Créée à partir de photogrammes de films de Daïchi Saïto par l’artiste collagiste Marie-Douce St-Jacques, la couverture, d’un noir et blanc contrasté, est agrémentée de trois lettres orange fluo, comme une constellation enflammée dans le ciel: «X», «P» et «Q». Les images présentées entre les chapitres sont également signées du coup de ciseau de St-Jacques.

Tel un kaléidoscope, le cinéma expérimental constitue, aux yeux de l’artiste, un foyer de réagencement, un brasier de lumière et de poésie prestidigitatrice charpentant des œuvres multiples et plurielles.

Ces mots, écrits à propos du travail de la collagiste, conviennent aussi au présent ouvrage, d’une grande richesse esthétique: pensons notamment à la mise en page, au choix des fontes et au soin apporté aux visuels (images de films, photogrammes, photos d’artistes, documents d’archives). Le seul bémol réside dans l’application d’un filtre mauve sur la quasi-totalité des éléments visuels, dont la lisibilité est altérée.
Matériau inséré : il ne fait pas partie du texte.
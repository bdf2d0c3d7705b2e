//! Per-kind request types.
//!
//! [`TaskRequest`] is a closed enum with one variant per endpoint. Each
//! variant wraps a plain serde struct that serializes to the exact JSON body
//! the endpoint expects (optional fields are omitted when unset).

use std::collections::BTreeMap;

use serde::{Deserialize, Serialize};
use serde_json::Value;

use super::{resolution_pattern, Validate, Validator};
use crate::error::ValidationError;
use crate::task::TaskKind;

/// Default model for video and image generation.
pub const DEFAULT_MODEL: &str = "kling-v1";

/// Model accepted by the multi-image endpoint.
pub const MULTI_IMAGE_MODEL: &str = "kling-v1-6";

/// Video generation quality mode.
#[derive(Debug, Clone, Copy, Default, PartialEq, Eq, Serialize, Deserialize)]
pub enum VideoMode {
    /// Standard mode, cheaper and faster.
    #[default]
    #[serde(rename = "std")]
    Standard,
    /// Professional mode, higher quality.
    #[serde(rename = "pro")]
    Professional,
}

/// Aspect ratio of a generated video.
#[derive(Debug, Clone, Copy, Default, PartialEq, Eq, Serialize, Deserialize)]
pub enum AspectRatio {
    /// 16:9
    #[default]
    #[serde(rename = "16:9")]
    Landscape,
    /// 9:16
    #[serde(rename = "9:16")]
    Portrait,
    /// 1:1
    #[serde(rename = "1:1")]
    Square,
}

/// Length of a generated video.
#[derive(Debug, Clone, Copy, Default, PartialEq, Eq, Serialize, Deserialize)]
pub enum VideoDuration {
    /// Five seconds.
    #[default]
    #[serde(rename = "5")]
    Five,
    /// Ten seconds.
    #[serde(rename = "10")]
    Ten,
}

/// Camera movement preset.
#[derive(Debug, Clone, Copy, Default, PartialEq, Eq, Serialize, Deserialize)]
#[serde(rename_all = "snake_case")]
pub enum CameraControlType {
    /// Single-axis movement described by [`CameraConfig`].
    #[default]
    Simple,
    /// Pull back while descending.
    DownBack,
    /// Push forward while rising.
    ForwardUp,
    /// Turn right then move forward.
    RightTurnForward,
    /// Turn left then move forward.
    LeftTurnForward,
}

/// Per-axis camera movement, each in `-10.0..=10.0`.
#[derive(Debug, Clone, Copy, Default, PartialEq, Serialize, Deserialize)]
pub struct CameraConfig {
    /// X-axis translation.
    #[serde(skip_serializing_if = "Option::is_none")]
    pub horizontal: Option<f32>,
    /// Y-axis translation.
    #[serde(skip_serializing_if = "Option::is_none")]
    pub vertical: Option<f32>,
    /// Rotation around the x axis.
    #[serde(skip_serializing_if = "Option::is_none")]
    pub pan: Option<f32>,
    /// Rotation around the y axis.
    #[serde(skip_serializing_if = "Option::is_none")]
    pub tilt: Option<f32>,
    /// Rotation around the z axis.
    #[serde(skip_serializing_if = "Option::is_none")]
    pub roll: Option<f32>,
    /// Focal length change.
    #[serde(skip_serializing_if = "Option::is_none")]
    pub zoom: Option<f32>,
}

impl CameraConfig {
    fn axes(&self) -> [(&'static str, Option<f32>); 6] {
        [
            ("horizontal", self.horizontal),
            ("vertical", self.vertical),
            ("pan", self.pan),
            ("tilt", self.tilt),
            ("roll", self.roll),
            ("zoom", self.zoom),
        ]
    }
}

impl Validate for CameraConfig {
    fn validate_into(&self, v: &mut Validator) {
        for (axis, value) in self.axes() {
            if let Some(value) = value {
                v.range(axis, value, -10.0, 10.0);
            }
        }
    }
}

/// Camera control block of a video request.
#[derive(Debug, Clone, Copy, Default, PartialEq, Serialize, Deserialize)]
pub struct CameraControl {
    /// Movement preset.
    #[serde(rename = "type")]
    pub kind: CameraControlType,
    /// Axis values, required for [`CameraControlType::Simple`].
    #[serde(skip_serializing_if = "Option::is_none")]
    pub config: Option<CameraConfig>,
}

impl CameraControl {
    /// Simple movement along one axis.
    pub fn simple(config: CameraConfig) -> Self {
        Self {
            kind: CameraControlType::Simple,
            config: Some(config),
        }
    }
}

impl Validate for CameraControl {
    fn validate_into(&self, v: &mut Validator) {
        match (&self.kind, &self.config) {
            (CameraControlType::Simple, None) => {
                v.push("config", "required when type is `simple`");
            },
            (CameraControlType::Simple, Some(config)) => {
                let moving = config
                    .axes()
                    .iter()
                    .filter(|(_, value)| value.is_some_and(|x| x != 0.0))
                    .count();
                if moving != 1 {
                    v.push(
                        "config",
                        format!("`simple` needs exactly one non-zero axis (got {moving})"),
                    );
                }
                v.nested("config", config);
            },
            (_, Some(config)) => v.nested("config", config),
            (_, None) => {},
        }
    }
}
Peut-être aurait-il été judicieux d’ajouter une touche chromatique complémentaire, comme cet orange fluo de la couverture, question de briser un tantinet la monotonie.

Histoire(s) du cinéma

Respectant la chronologie du cinéma expérimental – de ses balbutiements à la vidéo expérimentale, en passant par ses croisements avec le cinéma d’animation et le retour à la création analogique avec le collectif Double négatif –, les contributions exposent aussi les autres facettes de cet art «souvent indissociable de ses lieux de diffusion». Diffuseur·ses, praticien·nes et programmateur·rices défilent dans des entretiens qui apportent une synergie palpable et un intérêt grandissant pour les lecteur·rices. L’entrevue avec Benjamin R. Taylor, membre fondateur du microcinéma la lumière collective, nous éclaire sur les défis que présente la diffusion en salle de ce type de productions. Songeons aussi à l’entretien mené avec Pierre Hébert: tout en revenant sur son itinéraire personnel, il dresse un bref portrait historique de ce cinéma plus underground. De plus, les divers·es collaborateurs·rices couvrent plusieurs champs où le cinéma expérimental a pu exercer son influence: le social, le politique, l’esthétisme, l’art et la musique. Ils et elles rendent palpable la puissance du septième art, «plus excitant que le phosphore, plus captivant que l’amour», comme l’écrivait Antonin Artaud. Le survol que propose Fabrice Montal dans son texte est à cet égard un bon exemple. En balisant l’histoire du cinéma expérimental à partir de la vidéo, il met en évidence les possibles ramifications de cet art pluriel et protéiforme. De plus, les œuvres qu’il présente sont, comme le souligne Guillaume Lafleur dans son entretien avec la cinéaste Louise Bourque, en constant dialogue avec la notion de cinéma expérimental. Les recoupements multiples et fertiles avec les autres disciplines sautent dès lors aux yeux. De telles contributions sont particulièrement éclairantes.

Je demeure plutôt sceptique quant au post-scriptum signé par André Habib, qui reprend l’intégralité de sa préface au livre du cinéaste Daïchi Saïto, Moving the Sleeping Images of Things Towards the Light (2013), publié aux éditions du Laps. N’aurait-il pas été plus intéressant d’ouvrir vers des perspectives futures? Ou cela aurait-il rendu l’ouvrage un brin trop «culturel»? Habib, émotionnellement attaché à l’œuvre du cinéaste, «qui semble toujours être enracinée ici», en explique cependant des subtilités qui témoignent d’un moment charnière de l’histoire du cinéma expérimental montréalais. À travers le prisme de la pratique de Saïto, Habib condense les exigences et les préoccupations de cet art exploratoire, d’une puissance poétique inégalable.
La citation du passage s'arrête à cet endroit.